# MatMul Driver

## Usage
``` sh
    ./benchdnn --matmul [benchdnn-knobs] [matmul-knobs] [matmul-desc] ...
```

where *matmul-knobs* are:

 - `--dt={f32:f32:f32 [default], ...}` -- source, weights and destination data
            types. Interface supports broadcasting, when a single input is
            provided, e.g., `--dt=f32`, and the value will be applied for all
            tensors. Refer to [data types](knobs_dt.md) for details.
 - `--stag={ab [default], any, ...}` -- memory format of the source memory.
            Refer to [tags](knobs_tag.md) for details.
 - `--wtag={ab [default], any, ...}` -- memory format of the weights memory.
            Refer to [tags](knobs_tag.md) for details.
 - `--dtag={ab [default], any, ...}` -- memory format of the destination memory.
            Refer to [tags](knobs_tag.md) for details.
 - `--strides=SRC_STRIDES:WEI_STRIDES:DST_STRIDES` -- physical memory layout
            specification for `src`, `weights`, and `dst` tensors through
            strides values.

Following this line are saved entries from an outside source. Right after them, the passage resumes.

use crate::gateway;
use crate::Emulator;
use axum::{
    body::Body,
    http::{Request, StatusCode},
};
use serde_json::json;
use std::sync::Arc;
use tower::ServiceExt;

async fn body_json(resp: axum::response::Response) -> serde_json::Value {
    serde_json::from_slice(&axum::body::to_bytes(resp.into_body(), usize::MAX).await.unwrap()).unwrap()
}

fn req(target: &str, body: serde_json::Value) -> Request<Body> {
    Request::builder()
        .method("POST")
        .uri("/")
        .header("x-amz-target", format!("AWSEvents.{target}"))
        .header("content-type", "application/json")
        .body(Body::from(body.to_string()))
        .unwrap()
}

#[tokio::test]
async fn test_event_bus_rule_target_and_dispatch() {
    let emulator = Arc::new(Emulator::in_memory().unwrap());
    let app = gateway::create_router(emulator);

    let resp = app.clone().oneshot(req("CreateEventBus", json!({"Name": "orders"}))).await.unwrap();
    assert_eq!(resp.status(), StatusCode::OK);

    let resp = app
        .clone()
        .oneshot(req(
            "PutRule",
            json!({"Name": "order-placed", "EventBusName": "orders", "EventPattern": "{\"source\":[\"app.orders\"]}"}),
        ))
        .await
        .unwrap();
    assert_eq!(resp.status(), StatusCode::OK);

    let resp = app
        .clone()
        .oneshot(req(
            "PutTargets",
            json!({
                "Rule": "order-placed",
                "EventBusName": "orders",
                "Targets": [{"Id": "t1", "Arn": "arn:aws:sqs:us-east-1:000000000000:orders-queue"}],
            }),
        ))
        .await
        .unwrap();
    assert_eq!(resp.status(), StatusCode::OK);
    assert_eq!(body_json(resp).await["FailedEntryCount"], 0);

    let resp = app.clone().oneshot(req("ListRules", json!({"EventBusName": "orders"}))).await.unwrap();
    assert_eq!(body_json(resp).await["Rules"].as_array().unwrap().len(), 1);

    let resp = app
        .clone()
        .oneshot(req(
            "ListTargetsByRule",
            json!({"Rule": "order-placed", "EventBusName": "orders"}),
        ))
        .await
        .unwrap();
    assert_eq!(body_json(resp).await["Targets"].as_array().unwrap().len(), 1);

    let resp = app
        .clone()
        .oneshot(req(
            "PutEvents",
            json!({"Entries": [{"EventBusName": "orders", "Source": "app.orders", "DetailType": "OrderPlaced", "Detail": "{\"id\":1}"}]}),
        ))
        .await
        .unwrap();
    assert_eq!(resp.status(), StatusCode::OK);
    assert_eq!(body_json(resp).await["FailedEntryCount"], 0);

    let resp = app
        .clone()
        .oneshot(req("RemoveTargets", json!({"Rule": "order-placed", "EventBusName": "orders", "Ids": ["t1"]})))
        .await
        .unwrap();
    assert_eq!(resp.status(), StatusCode::OK);

    let resp = app.oneshot(req("DeleteRule", json!({"Name": "order-placed", "EventBusName": "orders"}))).await.unwrap();
    assert_eq!(resp.status(), StatusCode::OK);
}

#[tokio::test]
async fn test_put_rule_requires_name() {
    let emulator = Arc::new(Emulator::in_memory().unwrap());
    let app = gateway::create_router(emulator);

    let resp = app.oneshot(req("PutRule", json!({"EventBusName": "orders"}))).await.unwrap();
    assert_eq!(resp.status(), StatusCode::BAD_REQUEST);
}
//! Pub/sub fan-out (component G, topic half): in-memory subscriber
//! registry keyed by topic ARN. Topic/subscription *definitions* are
//! persisted (`storage::eventbridge`'s sibling, `storage`'s
//! `sns_topics`/`sns_subscriptions` tables); delivery itself never
//! touches disk, matching the at-least-once, best-effort nature of the
//! real service's push delivery.

use serde::{Deserialize, Serialize};
use std::collections::HashMap;
use std::sync::Arc;
use tokio::sync::{mpsc, RwLock};

#[derive(Debug, Clone, Serialize, Deserialize)]
pub struct PublishedMessage {
    pub message_id: String,
    pub topic_arn: String,
    pub subject: Option<String>,
    pub body: String,
    pub attributes: HashMap<String, serde_json::Value>,
}

#[derive(Clone)]
struct Subscriber {
    arn: String,
    protocol: String,
    endpoint: String,
    filter_policy: Option<serde_json::Value>,
    sender: mpsc::UnboundedSender<PublishedMessage>,
}

#[derive(Default)]
pub struct PubSubFabric {
    subscribers: RwLock<HashMap<String, Vec<Subscriber>>>,
}

impl PubSubFabric {
    pub fn new() -> Arc<Self> {
        Arc::new(Self::default())
    }

    /// Register a subscription and hand back the receiving end. The
    /// caller (an `sqs` queue endpoint, an `http(s)` webhook pusher,
    /// whatever the protocol implies) owns draining the channel.
    pub async fn subscribe(
        &self,
        topic_arn: &str,
        subscription_arn: &str,
        protocol: &str,
        endpoint: &str,
        filter_policy: Option<serde_json::Value>,
    ) -> mpsc::UnboundedReceiver<PublishedMessage> {
        let (tx, rx) = mpsc::unbounded_channel();
        let mut subs = self.subscribers.write().await;
        subs.entry(topic_arn.to_string()).or_default().push(Subscriber {
            arn: subscription_arn.to_string(),
            protocol: protocol.to_string(),
            endpoint: endpoint.to_string(),
            filter_policy,
            sender: tx,
        });
        rx
    }

    pub async fn unsubscribe(&self, topic_arn: &str, subscription_arn: &str) {
        let mut subs = self.subscribers.write().await;
        if let Some(list) = subs.get_mut(topic_arn) {
            list.retain(|s| s.arn != subscription_arn);
        }
    }

    pub async fn subscriber_count(&self, topic_arn: &str) -> usize {
        self.subscribers.read().await.get(topic_arn).map(Vec::len).unwrap_or(0)
    }

    /// Deliver to every subscriber whose filter policy matches the
    /// message attributes (no policy means unconditional delivery).
    /// Dead channels (subscriber dropped its receiver) are pruned
    /// rather than left to accumulate.
    pub async fn publish(&self, message: PublishedMessage) -> usize {
        let mut subs = self.subscribers.write().await;
        let Some(list) = subs.get_mut(&message.topic_arn) else { return 0 };

        let mut delivered = 0;
        list.retain(|sub| {
            if !filter_matches(sub.filter_policy.as_ref(), &message.attributes) {
                return true;
            }
            match sub.sender.send(message.clone()) {
                Ok(()) => {
                    delivered += 1;
                    true
                }
                Err(_) => false,
            }
        });
        delivered
    }

    pub async fn protocol_of(&self, topic_arn: &str, subscription_arn: &str) -> Option<(String, String)> {
        let subs = self.subscribers.read().await;
        subs.get(topic_arn)?.iter().find(|s| s.arn == subscription_arn).map(|s| (s.protocol.clone(), s.endpoint.clone()))
    }
}

fn filter_matches(policy: Option<&serde_json::Value>, attributes: &HashMap<String, serde_json::Value>) -> bool {
    let Some(policy) = policy.and_then(|p| p.as_object()) else { return true };
    policy.iter().all(|(key, matcher)| {
        let Some(value) = attributes.get(key) else { return false };
        match matcher {
            serde_json::Value::Array(candidates) => candidates.iter().any(|c| c == value),
            other => other == value,
        }
    })
}

#[cfg(test)]
mod tests {
    use super::*;

    fn msg(topic: &str, attrs: HashMap<String, serde_json::Value>) -> PublishedMessage {
        PublishedMessage { message_id: "m1".into(), topic_arn: topic.into(), subject: None, body: "hi".into(), attributes: attrs }
    }

    #[tokio::test]
    async fn publish_reaches_matching_subscriber_only() {
        let fabric = PubSubFabric::new();
        let mut rx_match = fabric.subscribe("t", "s1", "sqs", "q1", Some(serde_json::json!({"kind": ["order"]}))).await;
        let mut rx_nomatch = fabric.subscribe("t", "s2", "sqs", "q2", Some(serde_json::json!({"kind": ["invoice"]}))).await;

        let mut attrs = HashMap::new();
        attrs.insert("kind".to_string(), serde_json::json!("order"));
        let delivered = fabric.publish(msg("t", attrs)).await;

        assert_eq!(delivered, 1);
        assert!(rx_match.try_recv().is_ok());
        assert!(rx_nomatch.try_recv().is_err());
    }

    #[tokio::test]
    async fn unsubscribe_stops_delivery() {
        let fabric = PubSubFabric::new();
        fabric.subscribe("t", "s1", "sqs", "q1", None).await;
        fabric.unsubscribe("t", "s1").await;
        assert_eq!(fabric.subscriber_count("t").await, 0);
    }
}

Refer to [option documentation](knob_strides.md)
            for details.
 - `--bia_dt={undef [default], f32, s32, s8, u8}` -- bias data type.
            To run MatMul without bias, use `undef` data type (default).
            Refer to [data types](knobs_dt.md) for details.
 - `--bia_mask=INT` -- a bit-mask that indicates which bias dimensions are
            broadcasted. 0-bit means broadcast, 1-bit means full dimension.
 - `--runtime_dims_masks=[INT][:INT]` -- a bit-mask with values for `src` and
            `weights` that indicates whether a dimension is
            `DNNL_RUNTIME_DIM_VAL` (indicated as 1-bit in the corresponding
            dimension position). The default is `0` for all dimensions, meaning
            all tensor dimensions are fully defined at primitive creation. For
            tensors with option values other than `0`, a correspondent memory
            format tag must be specified.
- `--encoding=STRING` - sparse encodings and sparsity. No encodings are set by
            default. Refer to [encodings](knobs_encoding.md) for details. This
            is an experimental feature that must be enabled via a build time
            CMake option `DNNL_EXPERIMENTAL_SPARSE`.
 - `--match=REGEX` -- skip problems not matching the regular expression in
            `REGEX`. By default no pattern is applied (run everything).
            Note: Windows may interpret only string arguments surrounded by
            double quotation marks.
 - Any attributes options. Refer to [attributes](knobs_attr.md) for details.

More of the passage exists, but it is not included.